A Mayor of Delft and his Daughter (1655) is the common name of an oil-on-canvas painting by the Dutch painter Jan Steen. It is an example of Dutch Golden Age painting and is part of the collection of the Rijksmuseum. Since 2006 it has been determined that a more historically correct title is Double portrait of Adolf Croeser (1612-1668) and his daughter Catharina Croeser (1642-....).

This painting was documented by Hofstede de Groot in 1910, who wrote:878. SO-CALLED PORTRAIT OF THE BURGOMASTER OF DELFT AND HIS DAUGHTER. The man sits in the centre, upon the steps in front of his house; he holds a sheet of paper. His daughter descends two steps to the left towards the spectator. The man is dressed in black; the girl has a blue skirt and a greyish-purple gown. A beggar-woman in red, with a boy, addresses the man from the right.
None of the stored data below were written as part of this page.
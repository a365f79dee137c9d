// Input validation for request payloads. Each validator returns every
// message that applies so callers can report them together.

use super::error::{AppError, FieldErrors};

pub const USERNAME_MIN: usize = 2;
pub const USERNAME_MAX: usize = 20;
pub const PASSWORD_MIN: usize = 8;
pub const CODE_LEN: usize = 6;
pub const MESSAGE_MIN: usize = 10;
pub const MESSAGE_MAX: usize = 500;

fn is_plain_identifier(s: &str) -> bool {
    s.chars().all(|c| c.is_ascii_alphanumeric() || c == '_' || c == '-')
}

pub fn validate_username(username: &str) -> Vec<String> {
    let mut errors = Vec::new();
    let len = username.chars().count();

    if len < USERNAME_MIN {
        errors.push(format!("Username must be at least of length {} characters", USERNAME_MIN));
    }
    if len > USERNAME_MAX {
        errors.push(format!("Username must be of no more length than {} characters", USERNAME_MAX));
    }
    if !is_plain_identifier(username) {
        errors.push("Username must not contain special characters".to_string());
    }
    errors
}

pub fn validate_fullname(fullname: &str) -> Vec<String> {
    if fullname.is_empty() {
        return vec!["Name is required".to_string()];
    }
    if !is_plain_identifier(fullname) {
        return vec!["Name must not contain special characters".to_string()];
    }
    Vec::new()
}

pub fn validate_email(email: &str) -> Vec<String> {
    let valid = !email.chars().any(char::is_whitespace)
        && match email.split_once('@') {
            Some((local, domain)) => {
                !local.is_empty()
                    && !domain.contains('@')
                    && domain
                        .rsplit_once('.')
                        .map(|(host, tld)| !host.is_empty() && !tld.is_empty())
                        .unwrap_or(false)
            }
            None => false,
        };

    if valid {
        Vec::new()
    } else {
        vec!["Invalid email address".to_string()]
    }
}

pub fn validate_password(password: &str) -> Vec<String> {
    if password.chars().count() < PASSWORD_MIN {
        vec![format!("Password must be at least of length {} characters", PASSWORD_MIN)]
    } else {
        Vec::new()
    }
}

pub fn validate_verify_code(code: &str) -> Vec<String> {
    if code.len() == CODE_LEN && code.chars().all(|c| c.is_ascii_digit()) {
        Vec::new()
    } else {
        vec![format!("Verification code must be {} digits", CODE_LEN)]
    }
}

pub fn validate_message_content(content: &str) -> Vec<String> {
    let len = content.chars().count();
    let mut errors = Vec::new();

    if len < MESSAGE_MIN {
        errors.push(format!("Message content must be at least of {} characters", MESSAGE_MIN));
    }
    if len > MESSAGE_MAX {
        errors.push(format!("Message content must be of at most {} characters", MESSAGE_MAX));
    }
    errors
}

/// Accumulates per-field errors across several validators.
#[derive(Debug, Default)]
pub struct Validator {
    errors: FieldErrors,
}

impl Validator {
    pub fn new() -> Self {
        Self::default()
    }

    pub fn check(mut self, field: &str, messages: Vec<String>) -> Self {
        if !messages.is_empty() {
            self.errors.entry(field.to_string()).or_default().extend(messages);
        }
        self
    }

    /// Fails with the given summary message and the collected field errors.
    pub fn finish(self, message: &str) -> Result<(), AppError> {
        if self.errors.is_empty() {
            return Ok(());
        }
        Err(AppError::Validation {
            message: message.to_string(),
            errors: self.errors,
        })
    }

    /// Fails with every collected message joined into the summary.
    pub fn finish_joined(self) -> Result<(), AppError> {
        if self.errors.is_empty() {
            return Ok(());
        }
        let message = self
            .errors
            .values()
            .flatten()
            .cloned()
            .collect::<Vec<_>>()
            .join(", ");
        Err(AppError::Validation {
            message,
            errors: self.errors,
        })
    }
}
In the distance, to the right, is the tower of the Oude Kerk, at Delft; to the left of the man's head is seen a small tower. A stone bridge, bearing the arms of the town, leads over the Oude Delft. To the left, in the window of the house, is a bouquet of flowers in a glass. The house projects slightly in front of the other houses in the street. The foliage of trees covers part of the picture.

The picture is authentic, but not a masterpiece. The man's head is too large in relation to the girl. Since the sale of 1808 the picture has passed under the name of "The Burgomaster of Delft and his Daughter." If the tradition is correct, the persons represented are Geraldo Briel van Welhoeck (1593–1665) with his daughter Anna, who was born in 1638, and married in 1656 Adriaan Bogaert van Beloys. Signed in the full on the edge of a step, and dated 1655; canvas, 32 1/2inches by 27 inches. Exhibited at the Royal Academy Winter Exhibition, London, 1882, No. 238.

Sales. E. M. Engelberts and Tersteeg, Amsterdam, June 13, 1808, No. 142 (75 florins, Nieuwenhuys). Domsert, London, 1811 (88, Charlesson). Purchased by Edward, Lord Penrhyn, from the dealer, Nieuwenhuys. Now in the collection of Lord Penrhyn, Penrhyn Castle.

This painting was featured on the cover of Simon Schama's 1987 book The Embarrassment of Riches.

After over a century at Penrhyn Castle, the painting was sold to the Rijksmuseum in July 2004 for 11.9 million euros, the most expensive painting purchase for the museum. The British government delayed issuance of an export license to give British institutions the chance to buy the painting, but after the sole interested party withdrew their offer in August, the export license was issued.

In 2006 research on the portrayed Delft cityscape and the people portrayed resulted in a title change. It had already been assumed for over a century that the man in the painting was not the mayor of Delft.